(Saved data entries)

//! Lifecycle coordination
//!
//! Engine-wide `on_start` hooks run once every module is resolved, in
//! declaration order. `on_stop` hooks run at teardown in reverse declaration
//! order. Start is fail-fast; stop is best-effort and never short-circuits.

use std::fmt;
use std::future::Future;
use std::sync::Arc;
use std::time::Duration;
use tracing::{debug, info, warn};

use crate::config::TimeoutConfig;
use crate::module::traits::{
    render_error, AsyncFn, EngineError, HookFailure, LifecycleHook, SyncFn,
};
use crate::utils::with_optional_timeout;

/// Ordered engine lifecycle hooks
#[derive(Clone, Default)]
pub struct LifecycleHooks {
    on_start: Vec<Arc<dyn LifecycleHook>>,
    on_stop: Vec<Arc<dyn LifecycleHook>>,
}

impl LifecycleHooks {
    pub fn new() -> Self {
        Self::default()
    }

    pub fn on_start<F>(self, hook: F) -> Self
    where
        F: Fn() -> anyhow::Result<()> + Send + Sync + 'static,
    {
        self.on_start_with(Arc::new(SyncFn(hook)))
    }

    pub fn on_start_async<F, Fut>(self, hook: F) -> Self
    where
        F: Fn() -> Fut + Send + Sync + 'static,
        Fut: Future<Output = anyhow::Result<()>> + Send + 'static,
    {
        self.on_start_with(Arc::new(AsyncFn(hook)))
    }

    pub fn on_start_with(mut self, hook: Arc<dyn LifecycleHook>) -> Self {
        self.on_start.push(hook);
        self
    }

    pub fn on_stop<F>(self, hook: F) -> Self
    where
        F: Fn() -> anyhow::Result<()> + Send + Sync + 'static,
    {
        self.on_stop_with(Arc::new(SyncFn(hook)))
    }

    pub fn on_stop_async<F, Fut>(self, hook: F) -> Self
    where
        F: Fn() -> Fut + Send + Sync + 'static,
        Fut: Future<Output = anyhow::Result<()>> + Send + 'static,
    {
        self.on_stop_with(Arc::new(AsyncFn(hook)))
    }

    pub fn on_stop_with(mut self, hook: Arc<dyn LifecycleHook>) -> Self {
        self.on_stop.push(hook);
        self
    }

    pub fn start_hooks(&self) -> usize {
        self.on_start.len()
    }

    pub fn stop_hooks(&self) -> usize {
        self.on_stop.len()
    }
}

impl fmt::Debug for LifecycleHooks {
    fn fmt(&self, f: &mut fmt::Formatter<'_>) -> fmt::Result {
        f.debug_struct("LifecycleHooks")
            .field("on_start", &self.on_start.len())
            .field("on_stop", &self.on_stop.len())
            .finish()
    }
}

/// Runs lifecycle hooks with the configured per-hook timeout
#[derive(Debug, Clone, Default)]
pub struct LifecycleCoordinator {
    hook_timeout: Option<Duration>,
}

impl LifecycleCoordinator {
    pub fn new(timeouts: &TimeoutConfig) -> Self {
        Self {
            hook_timeout: timeouts.hook_timeout(),
        }
    }

    /// Run start hooks in declaration order, stopping at the first failure
    ///
    /// Hooks that already ran are not reverted.
    pub async fn run_start(&self, hooks: &LifecycleHooks) -> Result<(), EngineError> {
        for (index, hook) in hooks.on_start.iter().enumerate() {
            debug!("Running start hook #{}", index);
            self.run_one(hook.as_ref())
                .await
                .map_err(|message| EngineError::StartHookFailed { index, message })?;
        }
        info!("Ran {} start hooks", hooks.on_start.len());
        Ok(())
    }

    /// Run every stop hook in reverse declaration order
    ///
    /// Failures are logged and collected; the remaining hooks still run.
    /// `index` in each failure is the hook's declaration position.
    pub async fn run_stop(&self, hooks: &LifecycleHooks) -> Vec<HookFailure> {
        let mut failures = Vec::new();
        for (index, hook) in hooks.on_stop.iter().enumerate().rev() {
            debug!("Running stop hook #{}", index);
            if let Err(message) = self.run_one(hook.as_ref()).await {
                warn!("Stop hook #{} failed: {}", index, message);
                failures.push(HookFailure { index, message });
            }
        }
        info!(
            "Ran {} stop hooks ({} failed)",
            hooks.on_stop.len(),
            failures.len()
        );
        failures
    }

    async fn run_one(&self, hook: &dyn LifecycleHook) -> Result<(), String> {
        match with_optional_timeout(hook.run(), self.hook_timeout).await {
            Ok(Ok(())) => Ok(()),
            Ok(Err(e)) => Err(render_error(&e)),
            Err(after) => Err(format!("timed out after {:?}", after)),
        }
    }
}

#[cfg(test)]
mod tests {
    use super::*;
    use std::sync::Mutex;

    type RecordingHook = Box<dyn Fn() -> anyhow::Result<()> + Send + Sync>;

    fn recorder() -> (Arc<Mutex<Vec<&'static str>>>, impl Fn(&'static str) -> RecordingHook) {
        let log = Arc::new(Mutex::new(Vec::new()));
        let log_for_hooks = Arc::clone(&log);
        let make = move |name: &'static str| -> RecordingHook {
            let log = Arc::clone(&log_for_hooks);
            Box::new(move || {
                log.lock().unwrap().push(name);
                Ok(())
            })
        };
        (log, make)
    }

    #[tokio::test]
    async fn test_start_in_order_stop_in_reverse() {
        let (log, make) = recorder();
        let hooks = LifecycleHooks::new()
            .on_start(make("f1"))
            .on_start(make("f2"))
            .on_stop(make("g1"))
            .on_stop(make("g2"));

        let coordinator = LifecycleCoordinator::default();
        coordinator.run_start(&hooks).await.unwrap();
        assert!(coordinator.run_stop(&hooks).await.is_empty());

        assert_eq!(*log.lock().unwrap(), vec!["f1", "f2", "g2", "g1"]);
    }

    #[tokio::test]
    async fn test_start_stops_at_first_failure() {
        let (log, make) = recorder();
        let hooks = LifecycleHooks::new()
            .on_start(make("f1"))
            .on_start(|| Err(anyhow::anyhow!("port in use")))
            .on_start(make("f3"));

        let err = LifecycleCoordinator::default()
            .run_start(&hooks)
            .await
            .unwrap_err();
        assert_eq!(
            err,
            EngineError::StartHookFailed {
                index: 1,
                message: "port in use".to_string(),
            }
        );
        assert_eq!(*log.lock().unwrap(), vec!["f1"]);
    }

    #[tokio::test]
    async fn test_stop_is_best_effort() {
        let (log, make) = recorder();
        let hooks = LifecycleHooks::new()
            .on_stop(make("g1"))
            .on_stop(|| Err(anyhow::anyhow!("flush failed")))
            .on_stop(make("g3"));

        let failures = LifecycleCoordinator::default().run_stop(&hooks).await;
        assert_eq!(
            failures,
            vec![HookFailure {
                index: 1,
                message: "flush failed".to_string(),
            }]
        );
        assert_eq!(*log.lock().unwrap(), vec!["g3", "g1"]);
    }

    #[tokio::test(start_paused = true)]
    async fn test_hung_stop_hook_times_out() {
        let hooks = LifecycleHooks::new().on_stop_async(|| async {
            tokio::time::sleep(Duration::from_secs(600)).await;
            Ok::<_, anyhow::Error>(())
        });
        let coordinator = LifecycleCoordinator::new(&TimeoutConfig {
            factory_timeout_seconds: None,
            hook_timeout_seconds: Some(3),
        });

        let failures = coordinator.run_stop(&hooks).await;
        assert_eq!(failures.len(), 1);
        assert!(failures[0].message.contains("timed out"));
    }
}
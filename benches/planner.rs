use criterion::{black_box, criterion_group, criterion_main, BenchmarkId, Criterion};
use fx_engine::module::registry::{DependencyGraph, Planner};
use fx_engine::{Engine, FxConfig, ModuleDescriptor};

/// Layered graph: every module depends on up to three modules of the previous layer
fn layered_edges(layers: usize, width: usize) -> Vec<(String, Vec<String>)> {
    let mut edges = Vec::with_capacity(layers * width);
    // Declare the last layer first so the planner has to reorder
    for layer in (0..layers).rev() {
        for slot in 0..width {
            let deps = if layer == 0 {
                Vec::new()
            } else {
                (0..3)
                    .map(|k| format!("l{}m{}", layer - 1, (slot + k) % width))
                    .collect()
            };
            edges.push((format!("l{}m{}", layer, slot), deps));
        }
    }
    edges
}

fn benchmark_plan(c: &mut Criterion) {
    let mut group = c.benchmark_group("plan");
    for &(layers, width) in &[(4, 8), (16, 16), (64, 32)] {
        let graph = DependencyGraph::from_edges(layered_edges(layers, width)).unwrap();
        group.bench_with_input(
            BenchmarkId::from_parameter(layers * width),
            &graph,
            |b, graph| b.iter(|| black_box(Planner::plan(black_box(graph)).unwrap())),
        );
    }
    group.finish();
}

fn benchmark_engine_start(c: &mut Criterion) {
    let runtime = tokio::runtime::Builder::new_current_thread()
        .enable_all()
        .build()
        .unwrap();

    let modules: Vec<ModuleDescriptor> = layered_edges(16, 16)
        .into_iter()
        .map(|(name, deps)| {
            deps.into_iter()
                .fold(ModuleDescriptor::builder(name), |builder, dep| {
                    builder.depends_on_name(dep)
                })
                .provide("value", |deps| Ok(deps.len()))
                .build()
        })
        .collect();

    c.bench_function("engine_start_256_modules", |b| {
        b.iter(|| {
            runtime.block_on(async {
                let mut engine = Engine::new(FxConfig::new(modules.clone()));
                engine.start().await.unwrap();
                engine.teardown().await.unwrap();
            })
        })
    });
}

criterion_group!(benches, benchmark_plan, benchmark_engine_start);
criterion_main!(benches);
//! Module graph manifests
//!
//! A manifest describes the shape of a module collection (names and declared
//! dependencies) without any factories, so graphs can be planned and checked
//! from a file:
//!
//! ```toml
//! [[modules]]
//! name = "config"
//!
//! [[modules]]
//! name = "logger"
//! dependencies = ["config"]
//! ```

use anyhow::Context;
use serde::{Deserialize, Serialize};
use std::path::Path;

use crate::module::descriptor::ModuleDescriptor;
use crate::module::registry::graph::DependencyGraph;
use crate::module::registry::planner::{InitializationPlan, Planner};
use crate::module::traits::EngineError;

/// One module entry in a manifest
#[derive(Debug, Clone, PartialEq, Eq, Serialize, Deserialize)]
pub struct ManifestModule {
    /// Module name (unique identifier)
    pub name: String,
    /// Names of modules this one depends on
    #[serde(default)]
    pub dependencies: Vec<String>,
    /// Human-readable description
    #[serde(default, skip_serializing_if = "Option::is_none")]
    pub description: Option<String>,
}

/// Module graph manifest
#[derive(Debug, Clone, Default, PartialEq, Eq, Serialize, Deserialize)]
pub struct GraphManifest {
    #[serde(default)]
    pub modules: Vec<ManifestModule>,
}

impl GraphManifest {
    /// Load a manifest, picking the format from the file extension
    /// (`.json` is JSON, anything else is TOML)
    pub fn from_file<P: AsRef<Path>>(path: P) -> anyhow::Result<Self> {
        let path = path.as_ref();
        let contents = std::fs::read_to_string(path)
            .with_context(|| format!("Failed to read manifest file {}", path.display()))?;

        let is_json = path
            .extension()
            .map(|ext| ext.eq_ignore_ascii_case("json"))
            .unwrap_or(false);
        if is_json {
            Self::from_json_str(&contents)
        } else {
            Self::from_toml_str(&contents)
        }
    }

    pub fn from_toml_str(contents: &str) -> anyhow::Result<Self> {
        let manifest: GraphManifest =
            toml::from_str(contents).context("Failed to parse manifest TOML")?;
        manifest.validate()?;
        Ok(manifest)
    }

    pub fn from_json_str(contents: &str) -> anyhow::Result<Self> {
        let manifest: GraphManifest =
            serde_json::from_str(contents).context("Failed to parse manifest JSON")?;
        manifest.validate()?;
        Ok(manifest)
    }

    /// Describe an existing descriptor collection
    pub fn from_descriptors(descriptors: &[ModuleDescriptor]) -> Self {
        Self {
            modules: descriptors
                .iter()
                .map(|d| ManifestModule {
                    name: d.name().to_string(),
                    dependencies: d.dependencies().to_vec(),
                    description: None,
                })
                .collect(),
        }
    }

    /// Validate required fields
    pub fn validate(&self) -> anyhow::Result<()> {
        for (index, module) in self.modules.iter().enumerate() {
            if module.name.trim().is_empty() {
                anyhow::bail!("Module #{} has an empty name", index);
            }
            if module.dependencies.iter().any(|d| d.trim().is_empty()) {
                anyhow::bail!("Module {} declares an empty dependency name", module.name);
            }
        }
        Ok(())
    }

    pub fn to_graph(&self) -> Result<DependencyGraph, EngineError> {
        DependencyGraph::from_edges(
            self.modules
                .iter()
                .map(|m| (m.name.clone(), m.dependencies.clone())),
        )
    }

    /// Build the graph and plan its initialization order
    pub fn plan(&self) -> Result<InitializationPlan, EngineError> {
        Planner::plan(&self.to_graph()?)
    }
}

● WHAT TO PRODUCE: Every line in the data above that contains the word "move" should be copied.

● TASK ANSWER:
        let make = move |name: &'static str| -> RecordingHook {
            Box::new(move || {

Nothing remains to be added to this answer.